È arrivata ieri la conferma definitiva che si attendeva: il Festival di Cannes è stato rimandato, non si terrà più tra il 12 e il 23 maggio.


Il direttore del Festival, Thierry Fremaux sta cercando di spostare la manifestazione, magari fissando delle date per fine giugno, ma la situazione sanitaria rimane incerta. In una nota si dichiara: "Non appena lo sviluppo della situazione sanitaria francese e internazionale ci consentirà di valutare la reale possibilità, renderemo nota la nostra decisione".


Intanto, Variety ha intervistato Spike Lee. Il regista avrebbe dovuto ricoprire il ruolo di presidente di giuria alla kermesse di quest'anno, il primo regista di colore a farlo nei 73 anni di storia del Festival. Dopo aver presentato in anteprima diversi suoi film a Cannes, Lee era entusiasta di poter ricoprire questa nuova carica.


"Sono d'accordo al 100% con Thierry e con il Festival di Cannes. Il mondo è cambiato e sta cambiando ogni giorno. Delle persone stanno morendo e lo stesso presidente francese ha detto diverse volte - e sto parafrasando - "Siamo in guerra". Stiamo attraversando un periodo che assomiglia a quello della guerra. Per questo le cose che amiamo devono passare in secondo piano: i film, la televisione, gli sport - penso all'NBA che ha un pubblico globale - il baseball. Tantissimi eventi sono stati rimandati e io concordo con questa decisione".

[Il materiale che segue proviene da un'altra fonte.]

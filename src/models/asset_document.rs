//! `Contents.json` document model for Xcode `.colorset` folders.
//!
//! Struct field order is the serialized key order, which asset catalog tooling
//! relies on. Do not reorder fields.

use anyhow::{Context, Result};
use serde::{Deserialize, Serialize};
use serde_json::ser::PrettyFormatter;

use super::rgb::SrgbComponents;

/// Indentation used for every generated `Contents.json`.
const JSON_INDENT: &[u8] = b"    ";

/// Top-level `Contents.json` for a color set.
#[derive(Debug, Clone, PartialEq, Eq, Serialize, Deserialize)]
pub struct ColorAssetDocument {
    /// Catalog metadata.
    pub info: AssetInfo,
    /// Light entry followed by the dark entry.
    pub colors: Vec<ColorEntry>,
}

/// The `info` block.
#[derive(Debug, Clone, PartialEq, Eq, Serialize, Deserialize)]
pub struct AssetInfo {
    /// Format version, always 1.
    pub version: u32,
    /// Always "xcode".
    pub author: String,
}

impl Default for AssetInfo {
    fn default() -> Self {
        Self {
            version: 1,
            author: "xcode".to_string(),
        }
    }
}

/// One entry of the `colors` array.
#[derive(Debug, Clone, PartialEq, Eq, Serialize, Deserialize)]
pub struct ColorEntry {
    /// Platform variant, always "universal".
    pub idiom: String,
    /// Color value.
    pub color: ColorValue,
    /// Conditions under which this entry applies; absent for the default entry.
    #[serde(default, skip_serializing_if = "Option::is_none")]
    pub appearances: Option<Vec<Appearance>>,
}

/// Color space and components of an entry.
#[derive(Debug, Clone, PartialEq, Eq, Serialize, Deserialize)]
pub struct ColorValue {
    /// Always "srgb".
    #[serde(rename = "color-space")]
    pub color_space: String,
    /// Normalized components.
    pub components: SrgbComponents,
}

/// Appearance condition, e.g. luminosity = dark.
#[derive(Debug, Clone, PartialEq, Eq, Serialize, Deserialize)]
pub struct Appearance {
    /// Appearance axis ("luminosity").
    pub appearance: String,
    /// Axis value ("dark").
    pub value: String,
}

impl Appearance {
    /// The dark-mode condition.
    #[must_use]
    pub fn dark() -> Self {
        Self {
            appearance: "luminosity".to_string(),
            value: "dark".to_string(),
        }
    }
}

impl ColorEntry {
    fn universal(components: SrgbComponents, appearances: Option<Vec<Appearance>>) -> Self {
        Self {
            idiom: "universal".to_string(),
            color: ColorValue {
                color_space: "srgb".to_string(),
                components,
            },
            appearances,
        }
    }
}

impl ColorAssetDocument {
    /// Builds a document with a default (light) entry and a dark-mode entry.
    #[must_use]
    pub fn new(light: SrgbComponents, dark: SrgbComponents) -> Self {
        Self {
            info: AssetInfo::default(),
            colors: vec![
                ColorEntry::universal(light, None),
                ColorEntry::universal(dark, Some(vec![Appearance::dark()])),
            ],
        }
    }

    /// Serializes with 4-space indentation and no trailing newline.
    pub fn to_json_string(&self) -> Result<String> {
        let mut buf = Vec::new();
        let formatter = PrettyFormatter::with_indent(JSON_INDENT);
        let mut serializer = serde_json::Serializer::with_formatter(&mut buf, formatter);
        self.serialize(&mut serializer)
            .context("Failed to serialize color asset document")?;
        String::from_utf8(buf).context("Serialized color asset document is not UTF-8")
    }

    /// Parses a document previously written by [`Self::to_json_string`].
    pub fn from_json_str(json: &str) -> Result<Self> {
        serde_json::from_str(json).context("Failed to parse color asset document")
    }
}

#[cfg(test)]
mod tests {
    use super::*;
    use crate::models::rgb::hex_to_srgb;

    const EXPECTED_ACCENT_BLUE: &str = r#"{
    "info": {
        "version": 1,
        "author": "xcode"
    },
    "colors": [
        {
            "idiom": "universal",
            "color": {
                "color-space": "srgb",
                "components": {
                    "red": "0.000",
                    "green": "0.478",
                    "blue": "1.000",
                    "alpha": "1.000"
                }
            }
        },
        {
            "idiom": "universal",
            "color": {
                "color-space": "srgb",
                "components": {
                    "red": "0.392",
                    "green": "0.824",
                    "blue": "1.000",
                    "alpha": "1.000"
                }
            },
            "appearances": [
                {
                    "appearance": "luminosity",
                    "value": "dark"
                }
            ]
        }
    ]
}"#;

    fn accent_blue() -> ColorAssetDocument {
        ColorAssetDocument::new(
            hex_to_srgb("#007AFF").unwrap(),
            hex_to_srgb("#64D2FF").unwrap(),
        )
    }

    #[test]
    fn test_serializes_exact_layout() {
        let json = accent_blue().to_json_string().unwrap();
        assert_eq!(json, EXPECTED_ACCENT_BLUE);
    }

    #[test]
    fn test_entries_differ_only_in_components_and_appearances() {
        let doc = accent_blue();
        assert_eq!(doc.colors.len(), 2);

        let light = &doc.colors[0];
        let dark = &doc.colors[1];
        assert_eq!(light.idiom, dark.idiom);
        assert_eq!(light.color.color_space, dark.color.color_space);
        assert!(light.appearances.is_none());
        assert_eq!(dark.appearances, Some(vec![Appearance::dark()]));
    }

    #[test]
    fn test_reserialize_is_byte_identical() {
        let first = accent_blue().to_json_string().unwrap();
        let parsed = ColorAssetDocument::from_json_str(&first).unwrap();
        let second = parsed.to_json_string().unwrap();
        assert_eq!(first, second);
    }

    #[test]
    fn test_no_trailing_newline() {
        let json = accent_blue().to_json_string().unwrap();
        assert!(json.ends_with('}'));
    }
}
//! Data models for color definitions and asset catalog documents.
//!
//! Models are independent of the filesystem; the generators own all I/O.

pub mod asset_document;
pub mod palette;
pub mod rgb;

// Re-export all model types
pub use asset_document::{Appearance, AssetInfo, ColorAssetDocument, ColorEntry, ColorValue};
pub use palette::{ColorDef, Palette};
pub use rgb::{hex_to_srgb, HexColorError, RgbColor, SrgbComponents};
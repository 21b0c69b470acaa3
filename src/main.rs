//! cvgen - ConVenuence project generators
//!
//! Scaffolds the CVCore Swift package and writes Xcode color asset catalogs.
//!
//! # Usage
//!
//! ```bash
//! # Create ./CVCore with its folders, placeholder sources and Package.swift
//! cvgen scaffold
//!
//! # Write colorsets into the default asset catalog
//! cvgen assets --out-dir ConVenuence/ConVenuence/Assets.xcassets/Colors
//!
//! # Inspect a conversion
//! cvgen convert "#007AFF"
//! ```

use clap::{Parser, Subcommand};
use tracing_subscriber::{layer::SubscriberExt, util::SubscriberInitExt};

use cvgen::cli::{
    AssetsArgs, CliResult, ColorsArgs, ConfigArgs, ConvertArgs, GenerateArgs, ScaffoldArgs,
};

/// cvgen - scaffold CVCore and generate color asset catalogs
#[derive(Parser, Debug)]
#[command(author, version, about, long_about = None)]
struct Cli {
    /// Enable verbose logging
    #[arg(short, long, global = true)]
    verbose: bool,

    #[command(subcommand)]
    command: Command,
}

#[derive(Subcommand, Debug)]
enum Command {
    /// Create the CVCore Swift package skeleton
    Scaffold(ScaffoldArgs),
    /// Generate color asset catalog entries
    Assets(AssetsArgs),
    /// Run scaffold and assets together
    Generate(GenerateArgs),
    /// Convert hex colors to sRGB components
    Convert(ConvertArgs),
    /// List palette colors
    Colors(ColorsArgs),
    /// Show or change configuration
    Config(ConfigArgs),
}

impl Command {
    fn execute(&self) -> CliResult<()> {
        match self {
            Self::Scaffold(args) => args.execute(),
            Self::Assets(args) => args.execute(),
            Self::Generate(args) => args.execute(),
            Self::Convert(args) => args.execute(),
            Self::Colors(args) => args.execute(),
            Self::Config(args) => args.execute(),
        }
    }
}

fn main() {
    let cli = Cli::parse();

    // Logs go to stderr so stdout stays parseable
    let filter = if cli.verbose { "info" } else { "warn" };
    tracing_subscriber::registry()
        .with(
            tracing_subscriber::EnvFilter::try_from_default_env().unwrap_or_else(|_| filter.into()),
        )
        .with(tracing_subscriber::fmt::layer().with_writer(std::io::stderr))
        .init();

    if let Err(err) = cli.command.execute() {
        tracing::debug!(exit_code = err.exit_code(), "command failed");
        eprintln!("Error: {err}");
        std::process::exit(err.exit_code());
    }
}
//! Colors command: list the palette that `assets` would generate.

use crate::cli::common::{CliError, CliResult};
use crate::cli::{load_config, load_palette};
use clap::Args;
use std::path::PathBuf;

/// List palette colors with their light and dark values
#[derive(Debug, Clone, Args)]
pub struct ColorsArgs {
    /// Palette JSON file to list instead of the built-in colors
    #[arg(long, value_name = "FILE")]
    pub palette: Option<PathBuf>,

    /// Output as JSON
    #[arg(long)]
    pub json: bool,
}

impl ColorsArgs {
    /// Execute the colors command
    pub fn execute(&self) -> CliResult<()> {
        let palette_path = match &self.palette {
            Some(path) => Some(path.clone()),
            None => load_config()?.paths.palette,
        };
        let palette = load_palette(palette_path.as_deref())?;

        if self.json {
            let json = serde_json::to_string_pretty(&palette)
                .map_err(|e| CliError::io(format!("Failed to serialize JSON: {e}")))?;
            println!("{json}");
            return Ok(());
        }

        let width = palette
            .colors
            .iter()
            .map(|c| c.name.len())
            .max()
            .unwrap_or(0);

        println!("{:width$}  LIGHT    DARK", "NAME");
        for color in &palette.colors {
            println!("{:width$}  {}  {}", color.name, color.light, color.dark);
        }

        Ok(())
    }
}
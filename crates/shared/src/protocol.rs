use serde::{Deserialize, Serialize};

/// Body of `GET /speedtest`.
///
/// The server reports either figures or an `error` string; both arrive with
/// an HTTP success status. Older servers spell the throughput fields with an
/// `_mbps` suffix.
#[derive(Debug, Clone, Default, PartialEq, Serialize, Deserialize)]
pub struct SpeedtestReport {
    #[serde(default, alias = "download_mbps", skip_serializing_if = "Option::is_none")]
    pub download: Option<f64>,
    #[serde(default, alias = "upload_mbps", skip_serializing_if = "Option::is_none")]
    pub upload: Option<f64>,
    #[serde(default, skip_serializing_if = "Option::is_none")]
    pub ping_ms: Option<f64>,
    #[serde(default, skip_serializing_if = "Option::is_none")]
    pub jitter_ms: Option<f64>,
    #[serde(default, skip_serializing_if = "Option::is_none")]
    pub error: Option<String>,
}

impl SpeedtestReport {
    /// In-payload failure reported by the server despite a successful call.
    pub fn soft_error(&self) -> Option<&str> {
        self.error.as_deref().filter(|e| !e.trim().is_empty())
    }
}
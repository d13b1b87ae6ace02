use std::{fmt, future::Future, sync::Arc};

use async_trait::async_trait;
use reqwest::Client;
use shared::{
    domain::{ProbeId, ProbeKind},
    error::ProbeError,
    protocol::SpeedtestReport,
};
use thiserror::Error;
use url::Url;

/// Successful response of a probe endpoint.
#[derive(Debug, Clone, PartialEq)]
pub enum ProbePayload {
    Text(String),
    Throughput(SpeedtestReport),
}

#[async_trait]
pub trait ProbeInvoker: Send + Sync {
    async fn invoke(&self) -> Result<ProbePayload, ProbeError>;
}

/// Adapts an async closure into a [`ProbeInvoker`].
pub struct FnProbe<F>(pub F);

#[async_trait]
impl<F, Fut> ProbeInvoker for FnProbe<F>
where
    F: Fn() -> Fut + Send + Sync,
    Fut: Future<Output = Result<ProbePayload, ProbeError>> + Send + 'static,
{
    async fn invoke(&self) -> Result<ProbePayload, ProbeError> {
        (self.0)().await
    }
}

#[derive(Clone)]
pub struct ProbeSpec {
    pub id: ProbeId,
    pub label: String,
    pub invoker: Arc<dyn ProbeInvoker>,
}

impl ProbeSpec {
    pub fn new(
        id: impl Into<ProbeId>,
        label: impl Into<String>,
        invoker: impl ProbeInvoker + 'static,
    ) -> Self {
        Self {
            id: id.into(),
            label: label.into(),
            invoker: Arc::new(invoker),
        }
    }

    pub fn from_fn<F, Fut>(id: impl Into<ProbeId>, label: impl Into<String>, f: F) -> Self
    where
        F: Fn() -> Fut + Send + Sync + 'static,
        Fut: Future<Output = Result<ProbePayload, ProbeError>> + Send + 'static,
    {
        Self::new(id, label, FnProbe(f))
    }
}

impl fmt::Debug for ProbeSpec {
    fn fmt(&self, f: &mut fmt::Formatter<'_>) -> fmt::Result {
        f.debug_struct("ProbeSpec")
            .field("id", &self.id)
            .field("label", &self.label)
            .finish_non_exhaustive()
    }
}

#[derive(Debug, Clone, Copy, PartialEq, Eq)]
pub enum ResponseShape {
    Text,
    Throughput,
}

impl From<ProbeKind> for ResponseShape {
    fn from(kind: ProbeKind) -> Self {
        match kind {
            ProbeKind::Ping | ProbeKind::Traceroute => ResponseShape::Text,
            ProbeKind::Speedtest => ResponseShape::Throughput,
        }
    }
}

/// One `GET` against a probe endpoint of the diagnostics server.
#[derive(Debug, Clone)]
pub struct HttpProbe {
    http: Client,
    url: Url,
    shape: ResponseShape,
}

impl HttpProbe {
    pub fn new(http: Client, url: Url, shape: ResponseShape) -> Self {
        Self { http, url, shape }
    }

    pub fn url(&self) -> &Url {
        &self.url
    }
}

#[async_trait]
impl ProbeInvoker for HttpProbe {
    async fn invoke(&self) -> Result<ProbePayload, ProbeError> {
        let response = self
            .http
            .get(self.url.clone())
            .send()
            .await
            .map_err(probe_error)?
            .error_for_status()
            .map_err(probe_error)?;

        match self.shape {
            ResponseShape::Text => Ok(ProbePayload::Text(
                response.text().await.map_err(probe_error)?,
            )),
            ResponseShape::Throughput => {
                let report: SpeedtestReport = response.json().await.map_err(probe_error)?;
                Ok(ProbePayload::Throughput(report))
            }
        }
    }
}

fn probe_error(err: reqwest::Error) -> ProbeError {
    if let Some(status) = err.status() {
        return ProbeError::Status(status.as_u16());
    }
    if err.is_decode() {
        return ProbeError::Decode(err.to_string());
    }
    ProbeError::Transport(err.to_string())
}

#[derive(Debug, Error)]
pub enum CatalogError {
    #[error("invalid server url: {0}")]
    InvalidServerUrl(#[from] url::ParseError),
    #[error("server url cannot carry a path: {0}")]
    CannotBeABase(String),
    #[error("{0:?} probe needs a target address")]
    MissingTarget(ProbeKind),
}

/// Builds probe specs for the endpoints of one diagnostics server.
#[derive(Debug, Clone)]
pub struct ProbeCatalog {
    http: Client,
    base: Url,
}

impl ProbeCatalog {
    pub fn new(server_url: &str) -> Result<Self, CatalogError> {
        Self::with_client(Client::new(), server_url)
    }

    pub fn with_client(http: Client, server_url: &str) -> Result<Self, CatalogError> {
        let base = Url::parse(server_url)?;
        if base.cannot_be_a_base() {
            return Err(CatalogError::CannotBeABase(server_url.to_string()));
        }
        Ok(Self { http, base })
    }

    /// Appends `segments` to the server url, percent-encoding each one.
    fn join(&self, segments: &[&str]) -> Result<Url, CatalogError> {
        let mut url = self.base.clone();
        url.path_segments_mut()
            .map_err(|_| CatalogError::CannotBeABase(self.base.to_string()))?
            .pop_if_empty()
            .extend(segments);
        Ok(url)
    }

    pub fn endpoint(&self, kind: ProbeKind, target: Option<&str>) -> Result<Url, CatalogError> {
        let name = kind.id();
        if !kind.needs_target() {
            return self.join(&[name.as_str()]);
        }
        let target = target
            .map(str::trim)
            .filter(|t| !t.is_empty())
            .ok_or(CatalogError::MissingTarget(kind))?;
        self.join(&[name.as_str(), target])
    }

    pub fn spec(&self, kind: ProbeKind, target: Option<&str>) -> Result<ProbeSpec, CatalogError> {
        let url = self.endpoint(kind, target)?;
        Ok(ProbeSpec::new(
            kind.id(),
            kind.label(),
            HttpProbe::new(self.http.clone(), url, kind.into()),
        ))
    }

    /// Ping, traceroute and speedtest, in that order. Without a target only
    /// the speedtest can run.
    pub fn standard(&self, target: Option<&str>) -> Result<Vec<ProbeSpec>, CatalogError> {
        let has_target = target.is_some_and(|t| !t.trim().is_empty());
        ProbeKind::ALL
            .into_iter()
            .filter(|kind| has_target || !kind.needs_target())
            .map(|kind| self.spec(kind, target))
            .collect()
    }

    /// Where the user lands once the sequence is over.
    pub fn results_url(&self, path: &str) -> Result<Url, CatalogError> {
        let segments: Vec<&str> = path.split('/').filter(|s| !s.is_empty()).collect();
        self.join(&segments)
    }
}

#[cfg(test)]
#[path = "tests/probes_tests.rs"]
mod tests;
use std::{collections::HashMap, fmt, sync::Arc};

use shared::domain::ProbeId;
use tracing::debug;

/// A per-probe status indicator.
pub trait StatusSink: Send + Sync {
    fn write(&self, text: &str);
}

/// Status sinks addressed by probe id. Writes to an unbound id are dropped.
#[derive(Clone, Default)]
pub struct StatusBoard {
    sinks: HashMap<ProbeId, Arc<dyn StatusSink>>,
}

impl StatusBoard {
    pub fn new() -> Self {
        Self::default()
    }

    pub fn bind(&mut self, id: ProbeId, sink: Arc<dyn StatusSink>) -> Option<Arc<dyn StatusSink>> {
        self.sinks.insert(id, sink)
    }

    pub fn with_sink(mut self, id: impl Into<ProbeId>, sink: Arc<dyn StatusSink>) -> Self {
        self.bind(id.into(), sink);
        self
    }

    pub fn resolve(&self, id: &ProbeId) -> Option<&Arc<dyn StatusSink>> {
        self.sinks.get(id)
    }

    pub fn write(&self, id: &ProbeId, text: &str) {
        match self.resolve(id) {
            Some(sink) => sink.write(text),
            None => debug!(probe = %id, status = text, "no status sink bound"),
        }
    }
}

impl fmt::Debug for StatusBoard {
    fn fmt(&self, f: &mut fmt::Formatter<'_>) -> fmt::Result {
        f.debug_struct("StatusBoard")
            .field("bound", &self.sinks.keys().collect::<Vec<_>>())
            .finish()
    }
}

#[cfg(test)]
mod tests {
    use std::sync::Mutex;

    use super::*;

    #[derive(Default)]
    struct LastLine(Mutex<Option<String>>);

    impl StatusSink for LastLine {
        fn write(&self, text: &str) {
            *self.0.lock().expect("sink lock") = Some(text.to_string());
        }
    }

    #[test]
    fn writes_reach_the_bound_sink_only() {
        let ping = Arc::new(LastLine::default());
        let trace = Arc::new(LastLine::default());
        let board = StatusBoard::new()
            .with_sink("ping", ping.clone())
            .with_sink("traceroute", trace.clone());

        board.write(&ProbeId::from("ping"), "Ping: running");

        assert_eq!(ping.0.lock().unwrap().as_deref(), Some("Ping: running"));
        assert_eq!(trace.0.lock().unwrap().as_deref(), None);
    }

    #[test]
    fn unbound_ids_are_ignored() {
        let board = StatusBoard::new();
        board.write(&ProbeId::from("speedtest"), "Speedtest: running");
        assert!(board.resolve(&ProbeId::from("speedtest")).is_none());
    }
}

Lee si è detto disponibile a ricoprire il ruolo in caso il Festival di Cannes dovesse essere spostato in un altro momento dell'anno: "Non dimentichiamoci che si sta parlando del più grande festival di cinema del mondo, del più grande palco possibile per l'industria cinematografica, e io sarei la prima persona di colore a essere presidente di giuria", ha dichiarato. "In realtà io non posso far finta di sapere cosa succedera domani. Dobbiamo semplicemente pregare di uscirne, di trovare un vaccino e di rialzarci - a livello globale e dal punto di vista fisico, psicologico ed economico. Non è uno scherzo. E non è un film. La gente sta morendo".


Il regista, che vive a Brooklyn, sta trascorrendo le giornate con la sua famiglia: "Stiamo facendo quello che provano a fare tutti - stare insieme, amarci e aspettare che passi".
Non ha risparmiato commenti sulla mancanza di test per il popolo americano e sulla condotta di Trump, di cui sta seguendo quotidianamente le conferenze: "Diverse persone stanno venendo licenziate, mandate a casa. Non sanno quando verranno pagate la prossima volta, come faranno una volta chiuse le scuole. La situazione è folle. Sul presidente non ho molto da dire, tranne che vorrei che smettesse di chiamarlo "il virus cinese". Deve veramente finirla. Sta mettendo a rischio la comunità di asiatici che vive in America e non sta aiutando nessuno. Ma non c'è qualcuno nel suo staff che glielo possa far notare? L'unica speranza è che chi lo vota riesca a capire il suo errore".